**Task to complete:** Having read the data, transcribe all of it without deviation.

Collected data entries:
// SPDX-License-Identifier: MPL-2.0
//! Input dispatcher: turns raw keyboard, wheel, touch and pointer events into
//! browser [`Message`]s.
//!
//! The dispatcher only translates. It never looks at the view state; the one
//! thing it knows is whether the overlay surface currently listens, which the
//! browser switches on when the overlay opens and off when it closes.

use super::component::Message;
use crate::domain::gallery::ImageId;
use crate::domain::ui::SwipeThreshold;
use serde::{Deserialize, Serialize};

/// Keys the overlay reacts to.
#[derive(Debug, Clone, Copy, PartialEq, Eq)]
pub enum Key {
    ArrowLeft,
    ArrowRight,
    Escape,
    Enter,
    Space,
    Character(char),
}

impl Key {
    /// Parses a key name such as `"ArrowLeft"`, `"Escape"`, `" "` or `"i"`.
    #[must_use]
    pub fn from_name(name: &str) -> Option<Self> {
        match name {
            "ArrowLeft" | "Left" => Some(Key::ArrowLeft),
            "ArrowRight" | "Right" => Some(Key::ArrowRight),
            "Escape" | "Esc" => Some(Key::Escape),
            "Enter" => Some(Key::Enter),
            " " | "Space" | "Spacebar" => Some(Key::Space),
            other => {
                let mut chars = other.chars();
                match (chars.next(), chars.next()) {
                    (Some(c), None) => Some(Key::Character(c)),
                    _ => None,
                }
            }
        }
    }
}

/// A touch position in logical pixels, y growing downwards.
#[derive(Debug, Clone, Copy, PartialEq, Default)]
pub struct TouchPoint {
    pub x: f32,
    pub y: f32,
}

impl TouchPoint {
    #[must_use]
    pub fn new(x: f32, y: f32) -> Self {
        Self { x, y }
    }
}

/// Raw input the host forwards to a browser instance.
#[derive(Debug, Clone, Copy, PartialEq)]
pub enum InputEvent {
    KeyPressed(Key),
    /// Wheel over the main image or a thumbnail strip. Positive is downwards.
    Wheel { delta_y: f32 },
    TouchStart(TouchPoint),
    TouchEnd(TouchPoint),
    TouchCancel,
    /// Double-click on the main image or a grid thumbnail.
    DoubleClick,
    /// Click on a thumbnail, in the overlay or in the inline grid.
    ThumbnailClicked(ImageId),
    /// The trigger button was pressed.
    TriggerPressed,
}

/// What a swipe in one direction does.
#[derive(Debug, Clone, Copy, PartialEq, Eq, Serialize, Deserialize)]
#[serde(rename_all = "kebab-case")]
pub enum SwipeAction {
    Next,
    Previous,
    OpenInfo,
    CloseInfo,
    None,
}

impl SwipeAction {
    fn message(self) -> Option<Message> {
        match self {
            SwipeAction::Next => Some(Message::Next),
            SwipeAction::Previous => Some(Message::Previous),
            SwipeAction::OpenInfo => Some(Message::SetInfo(true)),
            SwipeAction::CloseInfo => Some(Message::SetInfo(false)),
            SwipeAction::None => None,
        }
    }
}

/// Direction of a recognised swipe.
#[derive(Debug, Clone, Copy, PartialEq, Eq)]
pub enum SwipeDirection {
    Left,
    Right,
    Up,
    Down,
}

/// Action bound to each swipe direction.
#[derive(Debug, Clone, Copy, PartialEq, Eq)]
pub struct SwipeBindings {
    pub left: SwipeAction,
    pub right: SwipeAction,
    pub up: SwipeAction,
    pub down: SwipeAction,
}

impl Default for SwipeBindings {
    fn default() -> Self {
        Self {
            left: SwipeAction::Next,
            right: SwipeAction::Previous,
            up: SwipeAction::OpenInfo,
            down: SwipeAction::CloseInfo,
        }
    }
}

impl SwipeBindings {
    #[must_use]
    pub fn action(&self, direction: SwipeDirection) -> SwipeAction {
        match direction {
            SwipeDirection::Left => self.left,
            SwipeDirection::Right => self.right,
            SwipeDirection::Up => self.up,
            SwipeDirection::Down => self.down,
        }
    }
}

/// Swipe recognition settings.
#[derive(Debug, Clone, Copy, PartialEq, Default)]
pub struct GestureOptions {
    /// Minimum travel along the dominant axis.
    pub threshold: SwipeThreshold,
    pub bindings: SwipeBindings,
}

/// Classifies a finished touch as a swipe, or `None` when it moved too little.
#[must_use]
pub fn classify_swipe(
    start: TouchPoint,
    end: TouchPoint,
    threshold: SwipeThreshold,
) -> Option<SwipeDirection> {
    let dx = end.x - start.x;
    let dy = end.y - start.y;
    if !dx.is_finite() || !dy.is_finite() {
        return None;
    }
    if dx.abs().max(dy.abs()) < threshold.value() {
        return None;
    }
    let direction = if dx.abs() >= dy.abs() {
        if dx < 0.0 {
            SwipeDirection::Left
        } else {
            SwipeDirection::Right
        }
    } else if dy < 0.0 {
        SwipeDirection::Up
    } else {
        SwipeDirection::Down
    };
    Some(direction)
}

/// Per-instance input dispatcher.
#[derive(Debug, Clone, Default)]
pub struct Dispatcher {
    overlay_active: bool,
    gestures: GestureOptions,
    touch_origin: Option<TouchPoint>,
}

impl Dispatcher {
    #[must_use]
    pub fn new(gestures: GestureOptions) -> Self {
        Self {
            gestures,
            ..Self::default()
        }
    }

    /// Attaches or detaches the overlay listeners.
    ///
    /// Detaching also forgets a touch in progress, so a gesture started
    /// before the overlay closed can never complete afterwards.
    pub fn set_overlay_active(&mut self, active: bool) {
        if self.overlay_active != active {
            tracing::debug!(active, "overlay input listeners");
        }
        self.overlay_active = active;
        if !active {
            self.touch_origin = None;
        }
    }

    #[must_use]
    pub fn is_overlay_active(&self) -> bool {
        self.overlay_active
    }

    #[must_use]
    pub fn gestures(&self) -> &GestureOptions {
        &self.gestures
    }

    /// Translates one event into at most one browser message.
    pub fn dispatch(&mut self, event: InputEvent) -> Option<Message> {
        match event {
            InputEvent::TriggerPressed => Some(Message::OpenOverlay),
            InputEvent::ThumbnailClicked(id) => Some(if self.overlay_active {
                Message::Select(id)
            } else {
                Message::OpenAt(id)
            }),
            _ if !self.overlay_active => None,
            InputEvent::KeyPressed(key) => Self::key_message(key),
            InputEvent::Wheel { delta_y } => {
                if delta_y > 0.0 {
                    Some(Message::Next)
                } else if delta_y < 0.0 {
                    Some(Message::Previous)
                } else {
                    None
                }
            }
            InputEvent::TouchStart(point) => {
                self.touch_origin = Some(point);
                None
            }
            InputEvent::TouchEnd(point) => {
                let origin = self.touch_origin.take()?;
                let direction = classify_swipe(origin, point, self.gestures.threshold)?;
                self.gestures.bindings.action(direction).message()
            }
            InputEvent::TouchCancel => {
                self.touch_origin = None;
                None
            }
            InputEvent::DoubleClick => Some(Message::ToggleFullscreen),
        }
    }

    fn key_message(key: Key) -> Option<Message> {
        match key {
            Key::ArrowRight => Some(Message::Next),
            Key::ArrowLeft => Some(Message::Previous),
            Key::Escape => Some(Message::Dismiss),
            Key::Enter => Some(Message::ToggleFullscreen),
            Key::Space => Some(Message::TogglePause),
            Key::Character('i') => Some(Message::ToggleInfo),
            Key::Character('p') => Some(Message::ToggleSlideshowMenu),
            Key::Character(_) => None,
        }
    }
}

**Response to this task:**
// SPDX-License-Identifier: MPL-2.0
//! Input dispatcher: turns raw keyboard, wheel, touch and pointer events into
//! browser [`Message`]s.
//!
//! The dispatcher only translates. It never looks at the view state; the one
//! thing it knows is whether the overlay surface currently listens, which the
//! browser switches on when the overlay opens and off when it closes.

use super::component::Message;
use crate::domain::gallery::ImageId;
use crate::domain::ui::SwipeThreshold;
use serde::{Deserialize, Serialize};

/// Keys the overlay reacts to.
#[derive(Debug, Clone, Copy, PartialEq, Eq)]
pub enum Key {
    ArrowLeft,
    ArrowRight,
    Escape,
    Enter,
    Space,
    Character(char),
}

impl Key {
    /// Parses a key name such as `"ArrowLeft"`, `"Escape"`, `" "` or `"i"`.
    #[must_use]
    pub fn from_name(name: &str) -> Option<Self> {
        match name {
            "ArrowLeft" | "Left" => Some(Key::ArrowLeft),
            "ArrowRight" | "Right" => Some(Key::ArrowRight),
            "Escape" | "Esc" => Some(Key::Escape),
            "Enter" => Some(Key::Enter),
            " " | "Space" | "Spacebar" => Some(Key::Space),
            other => {
                let mut chars = other.chars();
                match (chars.next(), chars.next()) {
                    (Some(c), None) => Some(Key::Character(c)),
                    _ => None,
                }
            }
        }
    }
}

/// A touch position in logical pixels, y growing downwards.
#[derive(Debug, Clone, Copy, PartialEq, Default)]
pub struct TouchPoint {
    pub x: f32,
    pub y: f32,
}

impl TouchPoint {
    #[must_use]
    pub fn new(x: f32, y: f32) -> Self {
        Self { x, y }
    }
}

/// Raw input the host forwards to a browser instance.
#[derive(Debug, Clone, Copy, PartialEq)]
pub enum InputEvent {
    KeyPressed(Key),
    /// Wheel over the main image or a thumbnail strip. Positive is downwards.
    Wheel { delta_y: f32 },
    TouchStart(TouchPoint),
    TouchEnd(TouchPoint),
    TouchCancel,
    /// Double-click on the main image or a grid thumbnail.
    DoubleClick,
    /// Click on a thumbnail, in the overlay or in the inline grid.
    ThumbnailClicked(ImageId),
    /// The trigger button was pressed.
    TriggerPressed,
}

/// What a swipe in one direction does.
#[derive(Debug, Clone, Copy, PartialEq, Eq, Serialize, Deserialize)]
#[serde(rename_all = "kebab-case")]
pub enum SwipeAction {
    Next,
    Previous,
    OpenInfo,
    CloseInfo,
    None,
}

impl SwipeAction {
    fn message(self) -> Option<Message> {
        match self {
            SwipeAction::Next => Some(Message::Next),
            SwipeAction::Previous => Some(Message::Previous),
            SwipeAction::OpenInfo => Some(Message::SetInfo(true)),
            SwipeAction::CloseInfo => Some(Message::SetInfo(false)),
            SwipeAction::None => None,
        }
    }
}

/// Direction of a recognised swipe.
#[derive(Debug, Clone, Copy, PartialEq, Eq)]
pub enum SwipeDirection {
    Left,
    Right,
    Up,
    Down,
}

/// Action bound to each swipe direction.
#[derive(Debug, Clone, Copy, PartialEq, Eq)]
pub struct SwipeBindings {
    pub left: SwipeAction,
    pub right: SwipeAction,
    pub up: SwipeAction,
    pub down: SwipeAction,
}

impl Default for SwipeBindings {
    fn default() -> Self {
        Self {
            left: SwipeAction::Next,
            right: SwipeAction::Previous,
            up: SwipeAction::OpenInfo,
            down: SwipeAction::CloseInfo,
        }
    }
}

impl SwipeBindings {
    #[must_use]
    pub fn action(&self, direction: SwipeDirection) -> SwipeAction {
        match direction {
            SwipeDirection::Left => self.left,
            SwipeDirection::Right => self.right,
            SwipeDirection::Up => self.up,
            SwipeDirection::Down => self.down,
        }
    }
}

/// Swipe recognition settings.
#[derive(Debug, Clone, Copy, PartialEq, Default)]
pub struct GestureOptions {
    /// Minimum travel along the dominant axis.
    pub threshold: SwipeThreshold,
    pub bindings: SwipeBindings,
}

/// Classifies a finished touch as a swipe, or `None` when it moved too little.
#[must_use]
pub fn classify_swipe(
    start: TouchPoint,
    end: TouchPoint,
    threshold: SwipeThreshold,
) -> Option<SwipeDirection> {
    let dx = end.x - start.x;
    let dy = end.y - start.y;
    if !dx.is_finite() || !dy.is_finite() {
        return None;
    }
    if dx.abs().max(dy.abs()) < threshold.value() {
        return None;
    }
    let direction = if dx.abs() >= dy.abs() {
        if dx < 0.0 {
            SwipeDirection::Left
        } else {
            SwipeDirection::Right
        }
    } else if dy < 0.0 {
        SwipeDirection::Up
    } else {
        SwipeDirection::Down
    };
    Some(direction)
}

/// Per-instance input dispatcher.
#[derive(Debug, Clone, Default)]
pub struct Dispatcher {
    overlay_active: bool,
    gestures: GestureOptions,
    touch_origin: Option<TouchPoint>,
}

impl Dispatcher {
    #[must_use]
    pub fn new(gestures: GestureOptions) -> Self {
        Self {
            gestures,
            ..Self::default()
        }
    }

    /// Attaches or detaches the overlay listeners.
    ///
    /// Detaching also forgets a touch in progress, so a gesture started
    /// before the overlay closed can never complete afterwards.
    pub fn set_overlay_active(&mut self, active: bool) {
        if self.overlay_active != active {
            tracing::debug!(active, "overlay input listeners");
        }
        self.overlay_active = active;
        if !active {
            self.touch_origin = None;
        }
    }

    #[must_use]
    pub fn is_overlay_active(&self) -> bool {
        self.overlay_active
    }

    #[must_use]
    pub fn gestures(&self) -> &GestureOptions {
        &self.gestures
    }

    /// Translates one event into at most one browser message.
    pub fn dispatch(&mut self, event: InputEvent) -> Option<Message> {
        match event {
            InputEvent::TriggerPressed => Some(Message::OpenOverlay),
            InputEvent::ThumbnailClicked(id) => Some(if self.overlay_active {
                Message::Select(id)
            } else {
                Message::OpenAt(id)
            }),
            _ if !self.overlay_active => None,
            InputEvent::KeyPressed(key) => Self::key_message(key),
            InputEvent::Wheel { delta_y } => {
                if delta_y > 0.0 {
                    Some(Message::Next)
                } else if delta_y < 0.0 {
                    Some(Message::Previous)
                } else {
                    None
                }
            }
            InputEvent::TouchStart(point) => {
                self.touch_origin = Some(point);
                None
            }
            InputEvent::TouchEnd(point) => {
                let origin = self.touch_origin.take()?;
                let direction = classify_swipe(origin, point, self.gestures.threshold)?;
                self.gestures.bindings.action(direction).message()
            }
            InputEvent::TouchCancel => {
                self.touch_origin = None;
                None
            }
            InputEvent::DoubleClick => Some(Message::ToggleFullscreen),
        }
    }

    fn key_message(key: Key) -> Option<Message> {
        match key {
            Key::ArrowRight => Some(Message::Next),
            Key::ArrowLeft => Some(Message::Previous),
            Key::Escape => Some(Message::Dismiss),
            Key::Enter => Some(Message::ToggleFullscreen),
            Key::Space => Some(Message::TogglePause),
            Key::Character('i') => Some(Message::ToggleInfo),
            Key::Character('p') => Some(Message::ToggleSlideshowMenu),
            Key::Character(_) => None,
        }
    }
}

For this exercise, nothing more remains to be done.